Human Papilloma Virus Vaccine (HPV) in Philadelphia: Strong Provider Uptake but Low Levels of Subsequent Dose Compliance

Edward Thomas Grove, Division of Disease Control, Epidemiology Unit, Philadelphia Department of Public Health, 500 South Broad Street, Philadelphia, PA, USA, C. Victor Spain, Division of Disease Control, Philadelphia Department of Public Health (PDPH), 500 South Broad Street, 2nd Floor, Philadelphia, PA, USA, and Barbara Watson, Philadelphia Department of Public Health,Div. of Disease Control, 500 South Broad Street, VASP, 2nd Floor, Philadelphia, PA, USA.


Learning Objectives for this Presentation:
By the end of this presentation participants will understand the factors influencing uptake and administration patterns of the HPV vaccination in a large urban area.

Background:
In 2006, the US FDA licensed the quadrivalent Human Papilloma Virus Vaccine (QHPVV) to protect against HPV serotypes 6, 11, 16, and 18. Currently the FDA recommends that females between the ages of 9 and 26 receive the vaccination.

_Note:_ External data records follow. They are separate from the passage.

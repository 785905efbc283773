use super::SeaOrmStorage;
use crate::entity::attendance_records::{ActiveModel, Column, Entity as AttendanceRecords};
use crate::errors::{AcadSysError, Result};
use crate::models::attendance::{
    entities::AttendanceRecord,
    requests::{AttendanceFilter, UpsertAttendanceRecord},
};
use sea_orm::{ActiveModelTrait, ColumnTrait, EntityTrait, QueryFilter, QueryOrder, Set};

impl SeaOrmStorage {
    /// 按 (student, date) 自然键 upsert 考勤记录
    ///
    /// 已存在则整条覆盖（后写覆盖先写），不存在则插入。
    pub async fn upsert_attendance_impl(
        &self,
        record: UpsertAttendanceRecord,
    ) -> Result<AttendanceRecord> {
        let existing = AttendanceRecords::find()
            .filter(Column::StudentId.eq(record.student_id))
            .filter(Column::Date.eq(record.date.timestamp()))
            .one(&self.db)
            .await
            .map_err(|e| AcadSysError::database_operation(format!("查询考勤记录失败: {e}")))?;

        let saved = match existing {
            Some(model) => {
                let mut active: ActiveModel = model.into();
                active.year = Set(record.year);
                active.branch = Set(record.branch);
                active.division_id = Set(record.division_id);
                active.status = Set(record.status.to_string());
                active.reason = Set(record.reason);
                active.recorded_by = Set(record.recorded_by);
                active
                    .update(&self.db)
                    .await
                    .map_err(|e| AcadSysError::database_operation(format!("更新考勤记录失败: {e}")))?
            }
            None => {
                let active = ActiveModel {
                    student_id: Set(record.student_id),
                    year: Set(record.year),
                    branch: Set(record.branch),
                    division_id: Set(record.division_id),
                    date: Set(record.date.timestamp()),
                    status: Set(record.status.to_string()),
                    reason: Set(record.reason),
                    recorded_by: Set(record.recorded_by),
                    ..Default::default()
                };
                active
                    .insert(&self.db)
                    .await
                    .map_err(|e| AcadSysError::database_operation(format!("保存考勤记录失败: {e}")))?
            }
        };

        Ok(saved.into_record())
    }

    /// 按条件查询考勤记录
    ///
    /// 结果按插入顺序（ID 升序）返回，缺勤名单的对外顺序依赖这一点。
    pub async fn find_attendance_impl(
        &self,
        filter: AttendanceFilter,
    ) -> Result<Vec<AttendanceRecord>> {
        let mut select = AttendanceRecords::find();

        if let Some(student_id) = filter.student_id {
            select = select.filter(Column::StudentId.eq(student_id));
        }
        if let Some(division_id) = filter.division_id {
            select = select.filter(Column::DivisionId.eq(division_id));
        }
        if let Some(ref division_ids) = filter.division_ids {
            select = select.filter(Column::DivisionId.is_in(division_ids.iter().copied()));
        }
        if let Some(ref year) = filter.year {
            select = select.filter(Column::Year.eq(year.clone()));
        }
        if let Some(status) = filter.status {
            select = select.filter(Column::Status.eq(status.to_string()));
        }
        if let Some(from) = filter.date_from {
            select = select.filter(Column::Date.gte(from.timestamp()));
        }
        if let Some(to) = filter.date_to {
            select = select.filter(Column::Date.lte(to.timestamp()));
        }

        let records = select
            .order_by_asc(Column::Id)
            .all(&self.db)
            .await
            .map_err(|e| AcadSysError::database_operation(format!("查询考勤记录失败: {e}")))?;

        Ok(records.into_iter().map(|m| m.into_record()).collect())
    }

    /// 更新某学生某天的请假原因
    pub async fn update_attendance_reason_impl(
        &self,
        student_id: i64,
        date: chrono::DateTime<chrono::Utc>,
        reason: &str,
    ) -> Result<Option<AttendanceRecord>> {
        let existing = AttendanceRecords::find()
            .filter(Column::StudentId.eq(student_id))
            .filter(Column::Date.eq(date.timestamp()))
            .one(&self.db)
            .await
            .map_err(|e| AcadSysError::database_operation(format!("查询考勤记录失败: {e}")))?;

        let Some(model) = existing else {
            return Ok(None);
        };

        let mut active: ActiveModel = model.into();
        active.reason = Set(reason.to_string());
        let updated = active
            .update(&self.db)
            .await
            .map_err(|e| AcadSysError::database_operation(format!("更新请假原因失败: {e}")))?;

        Ok(Some(updated.into_record()))
    }
}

The positive impact of QHPVV will be limited by the uptake and compliance of both the patient and health care provider.

Objectives:
To determine which provider and patient characteristics are associated with QHPVV uptake, off-label administration and compliance with subsequent dose schedule.

Methods:
Data were extracted from PDPH's VFC vaccine distribution database (Vacman) and administration database (KIDS registry) and were analyzed with respect to uptake, compliance, and off label administration.

Results:
QHPVV orders through VFC were initially higher than other newly introduced vaccines, although the number of doses ordered waned after 6 months, particularly among private providers. The number of doses administered increased steadily between January and August 2007. Off label administration (vaccines administered to females outside of the recommended age range, to males, or < 4 weeks from the previous dose) accounted for 2 percent of all doses (preliminary data analyses). Among patients receiving only an initial QHPVV dose before July 1, 2007, 70% were more than 1 month overdue for their second dose, with the highest over-due rates among patients attending public clinics.

Conclusions:
The observed rate of off-label QHPVV administration is relatively low, but compliance with the schedule for subsequent doses is poor. The high rates of non-compliance may be due to lacking recall and reminder systems or reflective of the behaviors of the adolescent target population. Further studies are required to determine vaccine effectiveness when the recommended administration series is not followed.